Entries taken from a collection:
▼▼▼

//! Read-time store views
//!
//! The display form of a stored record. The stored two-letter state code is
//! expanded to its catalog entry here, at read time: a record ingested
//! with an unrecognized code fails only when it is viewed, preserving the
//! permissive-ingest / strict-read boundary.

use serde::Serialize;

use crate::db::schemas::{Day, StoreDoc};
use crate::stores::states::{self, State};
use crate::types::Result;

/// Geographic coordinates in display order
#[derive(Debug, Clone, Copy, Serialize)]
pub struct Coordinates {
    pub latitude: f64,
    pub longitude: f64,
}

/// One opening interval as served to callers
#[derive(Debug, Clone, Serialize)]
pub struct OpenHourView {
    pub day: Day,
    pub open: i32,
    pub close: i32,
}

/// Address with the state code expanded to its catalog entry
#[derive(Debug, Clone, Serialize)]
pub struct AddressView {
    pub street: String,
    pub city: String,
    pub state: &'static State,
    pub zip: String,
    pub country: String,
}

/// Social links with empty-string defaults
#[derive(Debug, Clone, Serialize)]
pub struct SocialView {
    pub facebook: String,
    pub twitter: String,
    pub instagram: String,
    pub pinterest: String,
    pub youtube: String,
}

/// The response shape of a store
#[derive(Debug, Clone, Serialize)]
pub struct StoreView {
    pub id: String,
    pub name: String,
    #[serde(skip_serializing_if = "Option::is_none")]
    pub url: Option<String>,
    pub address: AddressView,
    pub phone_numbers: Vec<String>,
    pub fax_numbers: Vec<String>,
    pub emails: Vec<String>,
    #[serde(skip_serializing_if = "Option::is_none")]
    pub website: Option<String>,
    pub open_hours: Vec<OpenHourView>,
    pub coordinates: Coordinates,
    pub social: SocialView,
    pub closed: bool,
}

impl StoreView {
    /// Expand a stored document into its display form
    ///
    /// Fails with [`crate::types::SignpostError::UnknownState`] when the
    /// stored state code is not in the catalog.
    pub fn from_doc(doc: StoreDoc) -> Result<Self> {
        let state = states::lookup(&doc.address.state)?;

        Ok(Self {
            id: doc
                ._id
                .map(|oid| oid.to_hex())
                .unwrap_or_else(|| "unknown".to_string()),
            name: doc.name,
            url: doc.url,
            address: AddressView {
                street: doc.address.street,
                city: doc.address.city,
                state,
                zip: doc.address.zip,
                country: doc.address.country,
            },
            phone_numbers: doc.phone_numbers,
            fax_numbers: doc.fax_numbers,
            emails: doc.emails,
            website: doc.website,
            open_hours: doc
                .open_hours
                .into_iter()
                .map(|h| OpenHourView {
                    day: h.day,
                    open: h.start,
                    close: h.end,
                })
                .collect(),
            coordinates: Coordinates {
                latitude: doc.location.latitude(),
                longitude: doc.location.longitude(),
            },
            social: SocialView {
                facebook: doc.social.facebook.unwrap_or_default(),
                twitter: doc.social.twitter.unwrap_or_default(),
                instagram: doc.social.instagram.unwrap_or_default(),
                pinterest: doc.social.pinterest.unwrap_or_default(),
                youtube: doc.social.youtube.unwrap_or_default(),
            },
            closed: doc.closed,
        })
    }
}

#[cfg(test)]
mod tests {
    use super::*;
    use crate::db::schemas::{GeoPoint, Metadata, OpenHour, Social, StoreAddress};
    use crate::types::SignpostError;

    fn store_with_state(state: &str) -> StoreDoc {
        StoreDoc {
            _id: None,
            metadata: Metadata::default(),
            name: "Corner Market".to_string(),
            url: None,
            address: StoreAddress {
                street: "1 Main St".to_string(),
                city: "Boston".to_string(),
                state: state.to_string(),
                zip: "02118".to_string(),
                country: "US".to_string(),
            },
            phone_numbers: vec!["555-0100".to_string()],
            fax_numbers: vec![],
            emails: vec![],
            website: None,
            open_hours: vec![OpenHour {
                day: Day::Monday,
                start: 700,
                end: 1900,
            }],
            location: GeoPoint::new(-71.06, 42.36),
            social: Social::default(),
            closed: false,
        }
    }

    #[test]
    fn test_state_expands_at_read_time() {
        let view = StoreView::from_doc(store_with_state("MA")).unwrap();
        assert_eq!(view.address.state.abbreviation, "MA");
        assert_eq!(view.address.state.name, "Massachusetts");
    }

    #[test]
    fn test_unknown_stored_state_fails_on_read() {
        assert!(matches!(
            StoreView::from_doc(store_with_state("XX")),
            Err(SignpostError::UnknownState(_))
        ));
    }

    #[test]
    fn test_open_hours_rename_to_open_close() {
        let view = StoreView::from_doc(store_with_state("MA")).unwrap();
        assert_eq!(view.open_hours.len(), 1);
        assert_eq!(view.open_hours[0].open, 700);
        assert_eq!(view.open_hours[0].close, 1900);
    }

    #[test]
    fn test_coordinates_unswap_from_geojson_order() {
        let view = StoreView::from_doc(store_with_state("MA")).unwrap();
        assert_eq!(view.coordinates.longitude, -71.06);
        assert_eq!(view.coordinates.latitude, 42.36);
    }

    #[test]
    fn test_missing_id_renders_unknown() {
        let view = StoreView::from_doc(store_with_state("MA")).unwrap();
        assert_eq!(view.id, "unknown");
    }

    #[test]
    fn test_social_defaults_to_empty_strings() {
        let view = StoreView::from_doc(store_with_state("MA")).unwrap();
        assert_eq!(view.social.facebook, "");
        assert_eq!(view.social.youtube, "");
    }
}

▲▲▲

Exercise prompt:
Retype the records above in full, with no differences.

Finished exercise:
//! Read-time store views
//!
//! The display form of a stored record. The stored two-letter state code is
//! expanded to its catalog entry here, at read time: a record ingested
//! with an unrecognized code fails only when it is viewed, preserving the
//! permissive-ingest / strict-read boundary.

use serde::Serialize;

use crate::db::schemas::{Day, StoreDoc};
use crate::stores::states::{self, State};
use crate::types::Result;

/// Geographic coordinates in display order
#[derive(Debug, Clone, Copy, Serialize)]
pub struct Coordinates {
    pub latitude: f64,
    pub longitude: f64,
}

/// One opening interval as served to callers
#[derive(Debug, Clone, Serialize)]
pub struct OpenHourView {
    pub day: Day,
    pub open: i32,
    pub close: i32,
}

/// Address with the state code expanded to its catalog entry
#[derive(Debug, Clone, Serialize)]
pub struct AddressView {
    pub street: String,
    pub city: String,
    pub state: &'static State,
    pub zip: String,
    pub country: String,
}

/// Social links with empty-string defaults
#[derive(Debug, Clone, Serialize)]
pub struct SocialView {
    pub facebook: String,
    pub twitter: String,
    pub instagram: String,
    pub pinterest: String,
    pub youtube: String,
}

/// The response shape of a store
#[derive(Debug, Clone, Serialize)]
pub struct StoreView {
    pub id: String,
    pub name: String,
    #[serde(skip_serializing_if = "Option::is_none")]
    pub url: Option<String>,
    pub address: AddressView,
    pub phone_numbers: Vec<String>,
    pub fax_numbers: Vec<String>,
    pub emails: Vec<String>,
    #[serde(skip_serializing_if = "Option::is_none")]
    pub website: Option<String>,
    pub open_hours: Vec<OpenHourView>,
    pub coordinates: Coordinates,
    pub social: SocialView,
    pub closed: bool,
}

impl StoreView {
    /// Expand a stored document into its display form
    ///
    /// Fails with [`crate::types::SignpostError::UnknownState`] when the
    /// stored state code is not in the catalog.
    pub fn from_doc(doc: StoreDoc) -> Result<Self> {
        let state = states::lookup(&doc.address.state)?;

        Ok(Self {
            id: doc
                ._id
                .map(|oid| oid.to_hex())
                .unwrap_or_else(|| "unknown".to_string()),
            name: doc.name,
            url: doc.url,
            address: AddressView {
                street: doc.address.street,
                city: doc.address.city,
                state,
                zip: doc.address.zip,
                country: doc.address.country,
            },
            phone_numbers: doc.phone_numbers,
            fax_numbers: doc.fax_numbers,
            emails: doc.emails,
            website: doc.website,
            open_hours: doc
                .open_hours
                .into_iter()
                .map(|h| OpenHourView {
                    day: h.day,
                    open: h.start,
                    close: h.end,
                })
                .collect(),
            coordinates: Coordinates {
                latitude: doc.location.latitude(),
                longitude: doc.location.longitude(),
            },
            social: SocialView {
                facebook: doc.social.facebook.unwrap_or_default(),
                twitter: doc.social.twitter.unwrap_or_default(),
                instagram: doc.social.instagram.unwrap_or_default(),
                pinterest: doc.social.pinterest.unwrap_or_default(),
                youtube: doc.social.youtube.unwrap_or_default(),
            },
            closed: doc.closed,
        })
    }
}

#[cfg(test)]
mod tests {
    use super::*;
    use crate::db::schemas::{GeoPoint, Metadata, OpenHour, Social, StoreAddress};
    use crate::types::SignpostError;

    fn store_with_state(state: &str) -> StoreDoc {
        StoreDoc {
            _id: None,
            metadata: Metadata::default(),
            name: "Corner Market".to_string(),
            url: None,
            address: StoreAddress {
                street: "1 Main St".to_string(),
                city: "Boston".to_string(),
                state: state.to_string(),
                zip: "02118".to_string(),
                country: "US".to_string(),
            },
            phone_numbers: vec!["555-0100".to_string()],
            fax_numbers: vec![],
            emails: vec![],
            website: None,
            open_hours: vec![OpenHour {
                day: Day::Monday,
                start: 700,
                end: 1900,
            }],
            location: GeoPoint::new(-71.06, 42.36),
            social: Social::default(),
            closed: false,
        }
    }

    #[test]
    fn test_state_expands_at_read_time() {
        let view = StoreView::from_doc(store_with_state("MA")).unwrap();
        assert_eq!(view.address.state.abbreviation, "MA");
        assert_eq!(view.address.state.name, "Massachusetts");
    }

    #[test]
    fn test_unknown_stored_state_fails_on_read() {
        assert!(matches!(
            StoreView::from_doc(store_with_state("XX")),
            Err(SignpostError::UnknownState(_))
        ));
    }

    #[test]
    fn test_open_hours_rename_to_open_close() {
        let view = StoreView::from_doc(store_with_state("MA")).unwrap();
        assert_eq!(view.open_hours.len(), 1);
        assert_eq!(view.open_hours[0].open, 700);
        assert_eq!(view.open_hours[0].close, 1900);
    }

    #[test]
    fn test_coordinates_unswap_from_geojson_order() {
        let view = StoreView::from_doc(store_with_state("MA")).unwrap();
        assert_eq!(view.coordinates.longitude, -71.06);
        assert_eq!(view.coordinates.latitude, 42.36);
    }

    #[test]
    fn test_missing_id_renders_unknown() {
        let view = StoreView::from_doc(store_with_state("MA")).unwrap();
        assert_eq!(view.id, "unknown");
    }

    #[test]
    fn test_social_defaults_to_empty_strings() {
        let view = StoreView::from_doc(store_with_state("MA")).unwrap();
        assert_eq!(view.social.facebook, "");
        assert_eq!(view.social.youtube, "");
    }
}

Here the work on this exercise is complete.